By definition, "Overclocking is the process of making a computer or component operate faster than the clock frequency specified by the manufacturer by modifying system parameters".

It's pretty self explanatory really. Manufacturers set the processor they develop to a certain clock speed. You can manually make it even faster, but it comes with a risk. You can reduce the risk by changing just the voltage and not the multiplier, it's not as effective however.

By overclocking you're basically making the processor run at a faster clock speed than it's supposed too. It's recommended you don't overclock unless you know what you're doing, and also that you have an aftermarket CPU Cooler as it generally causes the processor to pump out more heat than if it wasn't overclocked.

Overclocking mostly makes a difference in benchmarks in terms of performance. You could see 5 or so increase in FPS in games, but it's not too significant.


----------



## greenbrucelee (Apr 24, 2007)

*Re: what is overclocking?*

overclocking is when you make a cpu or graphics card faster than the manufacturers made it to be.

But overclocking needs that you have good cooling and adequate power as quite often you need to increase the voltages so this creates more heat and needs more power.

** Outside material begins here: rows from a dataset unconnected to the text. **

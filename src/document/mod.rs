//! Transient document values flowing through the pipeline.
//!
//! - [`Document`] is an uploaded payload tagged with its [`DocumentKind`].
//! - [`ExtractedText`] is what the extractor produced from it.
//! - [`NormalizedText`] is the cleaned form handed to the embedder.
//!
//! The text newtypes can only be built by the stage that guarantees their invariant,
//! so holding one is proof the invariant was checked.

#[cfg(test)]
mod tests;

use std::path::Path;

use serde::Serialize;

use crate::constants::{DEFAULT_MAX_DOCUMENT_BYTES, PREVIEW_ELLIPSIS};
use crate::extraction::ExtractionError;

/// Which side of the comparison a document is.
#[derive(Debug, Clone, Copy, PartialEq, Eq, Hash, Serialize)]
#[serde(rename_all = "snake_case")]
pub enum DocumentKind {
    /// Candidate resume, uploaded as PDF.
    Resume,
    /// Job description, uploaded as plain text.
    JobDescription,
}

impl DocumentKind {
    /// Returns the label used in logs and error messages.
    pub fn as_str(&self) -> &'static str {
        match self {
            DocumentKind::Resume => "resume",
            DocumentKind::JobDescription => "job_description",
        }
    }

    /// File extensions accepted for this kind (lowercase, without the dot).
    pub fn allowed_extensions(&self) -> &'static [&'static str] {
        match self {
            DocumentKind::Resume => &["pdf"],
            DocumentKind::JobDescription => &["txt"],
        }
    }
}

impl std::fmt::Display for DocumentKind {
    fn fmt(&self, f: &mut std::fmt::Formatter<'_>) -> std::fmt::Result {
        f.write_str(self.as_str())
    }
}

/// Raw uploaded payload.
#[derive(Clone, PartialEq, Eq)]
pub struct Document {
    kind: DocumentKind,
    bytes: Vec<u8>,
}

impl std::fmt::Debug for Document {
    fn fmt(&self, f: &mut std::fmt::Formatter<'_>) -> std::fmt::Result {
        f.debug_struct("Document")
            .field("kind", &self.kind)
            .field("size", &self.bytes.len())
            .finish()
    }
}

impl Document {
    /// Wraps an in-memory payload. Size limits are enforced by the extractor.
    pub fn new(kind: DocumentKind, bytes: impl Into<Vec<u8>>) -> Self {
        Self {
            kind,
            bytes: bytes.into(),
        }
    }

    /// Reads a file, rejecting extensions not allowed for `kind` and files larger
    /// than [`DEFAULT_MAX_DOCUMENT_BYTES`].
    pub fn from_path<P: AsRef<Path>>(kind: DocumentKind, path: P) -> Result<Self, ExtractionError> {
        Self::from_path_with_limit(kind, path, DEFAULT_MAX_DOCUMENT_BYTES)
    }

    /// Reads a file, rejecting a disallowed extension or a size above `max_bytes`
    /// before any content is loaded.
    pub fn from_path_with_limit<P: AsRef<Path>>(
        kind: DocumentKind,
        path: P,
        max_bytes: u64,
    ) -> Result<Self, ExtractionError> {
        let path = path.as_ref();
        let extension = path
            .extension()
            .and_then(|e| e.to_str())
            .map(|e| e.to_ascii_lowercase())
            .unwrap_or_default();

        if !kind.allowed_extensions().contains(&extension.as_str()) {
            return Err(ExtractionError::UnsupportedFileType {
                document: kind,
                extension,
            });
        }

        let read_failed = |e: std::io::Error| ExtractionError::ExtractionFailed {
            reason: format!("failed to read {}: {}", path.display(), e),
        };

        let size = std::fs::metadata(path).map_err(read_failed)?.len();
        if size > max_bytes {
            return Err(ExtractionError::OversizedDocument {
                size,
                limit: max_bytes,
            });
        }

        let bytes = std::fs::read(path).map_err(read_failed)?;

        Ok(Self::new(kind, bytes))
    }

    pub fn kind(&self) -> DocumentKind {
        self.kind
    }

    pub fn bytes(&self) -> &[u8] {
        &self.bytes
    }

    /// Payload size in bytes.
    pub fn size(&self) -> u64 {
        self.bytes.len() as u64
    }

    pub fn is_empty(&self) -> bool {
        self.bytes.is_empty()
    }
}

/// Text recovered from a document; never empty after trimming.
#[derive(Debug, Clone, PartialEq, Eq, Serialize)]
#[serde(transparent)]
pub struct ExtractedText(String);

impl ExtractedText {
    /// Returns `None` when `text` is empty or whitespace-only.
    pub fn new(text: impl Into<String>) -> Option<Self> {
        let text = text.into();
        if text.trim().is_empty() {
            None
        } else {
            Some(Self(text))
        }
    }

    pub fn as_str(&self) -> &str {
        &self.0
    }

    pub fn into_string(self) -> String {
        self.0
    }

    /// Characters left after trimming surrounding whitespace.
    pub fn trimmed_char_count(&self) -> usize {
        self.0.trim().chars().count()
    }

    /// First `limit` characters, with an ellipsis when truncated.
    pub fn preview(&self, limit: usize) -> String {
        preview(&self.0, limit)
    }
}

impl AsRef<str> for ExtractedText {
    fn as_ref(&self) -> &str {
        &self.0
    }
}

/// Lowercase `[a-z0-9 ]` text with single spaces and no surrounding whitespace.
#[derive(Debug, Clone, PartialEq, Eq, Hash, Serialize)]
#[serde(transparent)]
pub struct NormalizedText(String);

impl NormalizedText {
    /// Only [`normalize`](crate::normalize::normalize) builds these.
    pub(crate) fn from_normalized(text: String) -> Self {
        debug_assert!(!text.is_empty());
        Self(text)
    }

    pub fn as_str(&self) -> &str {
        &self.0
    }

    pub fn into_string(self) -> String {
        self.0
    }

    /// Number of space-separated words.
    pub fn word_count(&self) -> usize {
        self.0.split(' ').count()
    }
}

impl AsRef<str> for NormalizedText {
    fn as_ref(&self) -> &str {
        &self.0
    }
}

impl std::fmt::Display for NormalizedText {
    fn fmt(&self, f: &mut std::fmt::Formatter<'_>) -> std::fmt::Result {
        f.write_str(&self.0)
    }
}

/// Returns the first `limit` characters of `text`, appending `...` if anything was cut.
pub fn preview(text: &str, limit: usize) -> String {
    match text.char_indices().nth(limit) {
        Some((byte_idx, _)) => {
            let mut out = String::with_capacity(byte_idx + PREVIEW_ELLIPSIS.len());
            out.push_str(&text[..byte_idx]);
            out.push_str(PREVIEW_ELLIPSIS);
            out
        }
        None => text.to_string(),
    }
}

My i2500k cpu has a stock speed of 3.3GHz but I have overclocked it to 4.5GHz.


----------



## Tyree (May 10, 2009)

*Re: what is overclocking?*

Google is your friend: Overclocking - Wikipedia, the free encyclopedia
OC'ing also adds heat/stress to components and has no real value with newer components. If one does decide to OC, only top quality components should be used and aftermarket CPU cooling is required.


----------



## T_Rex (Oct 21, 2012)

*Re: what is overclocking?*

It's kind of funny if you think about it because overclocking is very popular these days. The hardware is actually promoted as being overclockable, coming with specific heatsinks, board layouts, software and the bios to do it. Yet like Tyree says there really is no need with how super fast hardware is these days. Also like he says you need to back up the motherboard and video card with a quality power supply, and a quality motherboard should also be used.

For gaming purposes, one can use a simple but stable H81 motherboard (example), and a non-k 4570 (or even an I3 for starters), and a simple non overclocking marketed video card like reference blower style GTX 760 and you are set for some nice gaming.

You do learn a lot about hardware by doing it, but it can be at the very cost of potentially losing the hardware you just purchased. :smile:


----------



## jimscreechy (Jan 7, 2005)

*Re: what is overclocking?*

I'm more surprised you couldn't find this information with a bit of 'Googling'


----------



## LottieWinde (Aug 27, 2014)

*Re: what is overclocking?*

MY dear friend
Quote from What is Overclocking?


> The overclocking means run (the processor of one's computer) at a speed higher than that intended by the manufacturers.
> 
> The primary benefit of overclocking is additional computer performance without the increased cost. Most individuals who overclock their system either want to try and produce the fastest desktop system possible or to extend their computer power on a limited budget. In some cases, individuals are able to boost their system performance 25% or more! For example, a person may buy something like an AMD 2500+ and through careful overclocking end up with a processor that runs at the equivalent processing power as a AMD 3000+, but at a greatly reduced cost.
> 
> ...


----------